Furthermore, if the campaign had asked one of Massachusetts’s most prominent drug policy advocates, Shaleen Title, about Davis, she would have shared that Davis had a history of alleged unethical behavior. In 2024, Title publicly claimed that “People in MA, women and POC especially, have been privately warning each other for years about James Davis/Bay Staters.”

As Title might have predicted, Davis soon turned on his would-be ballot committee collaborators. A campaign spokesperson disclosed: “It was almost like... once that money was donated, then [Davis’s] attitude totally changed.” The spokesperson went on to observe Davis appeared to have kept the donation from the campaign largely secret, which was, indeed, the case. As previously referenced, Davis also hid his involvement with drafting the measure, falsely claiming the ballot committee “did not consult with any organization in [the grassroots advocacy] coalition.”

A Misinformation Blitz

A little over a month after his nonprofit received $35,000 from the campaign, and just a few days after being privately invited by New Approach to a coalition meeting, Davis lambasted the ballot question in a public presentation to “more than 60 lawmakers and staff,” and his organization published an op-ed attacking the measure the next day.
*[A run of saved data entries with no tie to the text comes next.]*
//! Collection and search configuration.

use std::num::NonZeroUsize;

use serde::{Deserialize, Serialize};
use tracing::warn;

use crate::distance::DistanceMetric;
use crate::error::{Error, Result};

/// Default traversal pruning radius, as a fraction of the diagonal length.
///
/// Smaller values prune more aggressively and trade recall for latency.
pub const DEFAULT_RADIUS_FRACTION: f64 = 0.1;

/// Default capacity of the channel between traversal and aggregator workers.
pub const DEFAULT_CHANNEL_CAPACITY: usize = 1024;

/// Default tree size below which a query is traversed and ranked on the
/// calling thread instead of the worker pool.
pub const SEQUENTIAL_DISPATCH_THRESHOLD: usize = 256;

/// Tuning for query execution, shared by every collection of a database.
#[derive(Debug, Clone, PartialEq)]
pub struct SearchConfig {
    /// Number of aggregator worker threads per query.
    pub workers: usize,
    /// Capacity of the candidate channel.
    pub channel_capacity: usize,
    /// Pruning radius as a fraction of the collection diagonal.
    pub radius_fraction: f64,
    /// Trees with fewer vectors are searched on the calling thread.
    pub sequential_threshold: usize,
}

impl Default for SearchConfig {
    fn default() -> Self {
        Self {
            workers: std::thread::available_parallelism()
                .map(NonZeroUsize::get)
                .unwrap_or(4),
            channel_capacity: DEFAULT_CHANNEL_CAPACITY,
            radius_fraction: DEFAULT_RADIUS_FRACTION,
            sequential_threshold: SEQUENTIAL_DISPATCH_THRESHOLD,
        }
    }
}

impl SearchConfig {
    /// Sets the worker count (at least one). Chainable.
    pub fn with_workers(mut self, workers: usize) -> Self {
        self.workers = workers.max(1);
        self
    }

    /// Sets the channel capacity (at least one). Chainable.
    pub fn with_channel_capacity(mut self, capacity: usize) -> Self {
        self.channel_capacity = capacity.max(1);
        self
    }

    /// Sets the default pruning fraction. Chainable.
    ///
    /// `f64::INFINITY` disables pruning.
    pub fn with_radius_fraction(mut self, fraction: f64) -> Self {
        self.radius_fraction = fraction;
        self
    }

    /// Sets the tree size below which queries skip the worker pool. Chainable.
    pub fn with_sequential_threshold(mut self, threshold: usize) -> Self {
        self.sequential_threshold = threshold;
        self
    }

    /// Reads overrides from `ARCTURUS_SEARCH_WORKERS`,
    /// `ARCTURUS_CHANNEL_CAPACITY` and `ARCTURUS_RADIUS_FRACTION`.
    ///
    /// Absent or unparsable values keep their defaults.
    pub fn from_env() -> Self {
        let mut config = Self::default();
        if let Some(workers) = env_value::<usize>("ARCTURUS_SEARCH_WORKERS") {
            config = config.with_workers(workers);
        }
        if let Some(capacity) = env_value::<usize>("ARCTURUS_CHANNEL_CAPACITY") {
            config = config.with_channel_capacity(capacity);
        }
        if let Some(fraction) = env_value::<f64>("ARCTURUS_RADIUS_FRACTION") {
            if fraction.is_nan() || fraction < 0.0 {
                warn!(fraction, "ignoring negative ARCTURUS_RADIUS_FRACTION");
            } else {
                config = config.with_radius_fraction(fraction);
            }
        }
        config
    }
}

fn env_value<T: std::str::FromStr>(name: &str) -> Option<T> {
    let raw = std::env::var(name).ok()?;
    match raw.trim().parse() {
        Ok(value) => Some(value),
        Err(_) => {
            warn!(variable = name, value = %raw, "ignoring invalid environment override");
            None
        }
    }
}

/// Persistent description of a collection.
///
/// Written as `config.json` by the file-backed database whenever a collection
/// is created or flushed.
#[derive(Debug, Clone, PartialEq, Serialize, Deserialize)]
pub struct CollectionConfig {
    pub name: String,
    /// Dimensionality of every vector in the collection.
    pub dimension: usize,
    /// Distance metric, persisted by its creation name.
    #[serde(rename = "distance")]
    pub metric: DistanceMetric,
    /// Diagonal length at the time the config was written.
    #[serde(default)]
    pub diagonal_length: f64,
}

impl CollectionConfig {
    /// Creates a config, resolving the metric by name (`"euclid"` or cosine).
    pub fn new(name: impl Into<String>, dimension: usize, metric_name: &str) -> Self {
        Self::with_metric(name, dimension, DistanceMetric::from_name(metric_name))
    }

    pub fn with_metric(name: impl Into<String>, dimension: usize, metric: DistanceMetric) -> Self {
        Self {
            name: name.into(),
            dimension,
            metric,
            diagonal_length: 0.0,
        }
    }

    /// Checks that the config describes a usable collection.
    pub fn validate(&self) -> Result<()> {
        if self.name.is_empty() {
            return Err(Error::InvalidConfig("collection name is empty".into()));
        }
        if self.name.contains(['/', '\\']) || self.name == "." || self.name == ".." {
            return Err(Error::InvalidConfig(format!(
                "collection name {:?} is not a valid directory name",
                self.name
            )));
        }
        if self.dimension == 0 {
            return Err(Error::InvalidConfig("dimension must be positive".into()));
        }
        Ok(())
    }
}

#[cfg(test)]
mod tests {
    use super::*;

    #[test]
    fn test_search_config_defaults() {
        let config = SearchConfig::default();
        assert!(config.workers >= 1);
        assert_eq!(config.channel_capacity, DEFAULT_CHANNEL_CAPACITY);
        assert_eq!(config.radius_fraction, DEFAULT_RADIUS_FRACTION);
        assert_eq!(config.sequential_threshold, SEQUENTIAL_DISPATCH_THRESHOLD);
    }

    #[test]
    fn test_search_config_setters_clamp() {
        let config = SearchConfig::default()
            .with_workers(0)
            .with_channel_capacity(0)
            .with_radius_fraction(f64::INFINITY);
        assert_eq!(config.workers, 1);
        assert_eq!(config.channel_capacity, 1);
        assert!(config.radius_fraction.is_infinite());
    }

    #[test]
    fn test_collection_config_json() {
        let mut config = CollectionConfig::new("docs", 3, "euclid");
        config.diagonal_length = 2.5;

        let json = serde_json::to_string(&config).unwrap();
        assert!(json.contains("\"distance\":\"euclid\""));

        let back: CollectionConfig = serde_json::from_str(&json).unwrap();
        assert_eq!(back, config);
    }

    #[test]
    fn test_collection_config_missing_diagonal() {
        let json = r#"{"name":"docs","dimension":2,"distance":"cosine"}"#;
        let config: CollectionConfig = serde_json::from_str(json).unwrap();
        assert_eq!(config.metric, DistanceMetric::Cosine);
        assert_eq!(config.diagonal_length, 0.0);
    }

    #[test]
    fn test_validate() {
        assert!(CollectionConfig::new("docs", 2, "cosine").validate().is_ok());
        assert!(matches!(
            CollectionConfig::new("docs", 0, "cosine").validate(),
            Err(Error::InvalidConfig(_))
        ));
        assert!(CollectionConfig::new("", 2, "cosine").validate().is_err());
        assert!(CollectionConfig::new("a/b", 2, "cosine").validate().is_err());
    }
}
His criticism focused on inadequate decriminalization and “the regulatory structure of the program,” which he implied were consequences of his exclusion from the drafting process.

In reality, Davis himself was significantly responsible for the measure as written, particularly the parts he ostensibly took most issue with. In his correspondence with New Approach, he had been specifically encouraged to provide “feedback on any aspects” of the “decrim/home cultivation language,” and he was asked explicitly if “[he] and the [grassroots] coalition have thoughts about” what regulatory agency would be most appropriate. Rather than replying with substantive policy feedback, Davis had answered “our top priority is community education. Modest, home growing (microdosing) excites volunteers vis a vis An Act Relative to Plant Medicine and the six cities we’ve decriminalized.” As previously mentioned, Question 4’s decriminalization provisions were more far reaching than those in An Act Relative to Plant Medicine, and Davis’s nonprofit had endorsed the final version of the measure on August 2, 2023.
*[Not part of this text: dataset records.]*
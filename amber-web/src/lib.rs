#![forbid(unsafe_code)]
#[cfg(target_arch = "wasm32")]
use wasm_bindgen::prelude::*;

pub mod app;
pub mod catalog;
pub mod components;
pub mod dom;
pub mod pages;
pub mod router;

#[cfg(target_arch = "wasm32")]
#[wasm_bindgen(start)]
pub fn start() {
    #[cfg(feature = "console_error_panic_hook")]
    console_error_panic_hook::set_once();
    yew::Renderer::<app::App>::new().render();
}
But rather than promptly correct the record, the campaign let Davis define the public narrative practically unopposed. As a consequence, Davis hammered the ballot question in major media outlets like The Boston Globe and WBUR month after month after month as, essentially, a poorly-written, out-of-touch cash grab pitting locals against an out-of-state PAC. Simultaneously, he organized on-the-ground opposition to the campaign, using his nonprofit volunteers to disrupt signature gathering, to canvass against the measure, and to encourage lawmakers and state organizations, including the Massachusetts Psychiatric Society, the Massachusetts Medical Society, the Massachusetts Fraternal Order of Police, the Massachusetts Municipal Association, and multiple other organizations, to oppose the ballot question.

Bay Staters for Natural Medicine’s talking points were subsequently incorporated into opposition statements from:

· The Massachusetts College of Emergency Physicians (MACEP): “MACEP would support decriminalization over legalization.”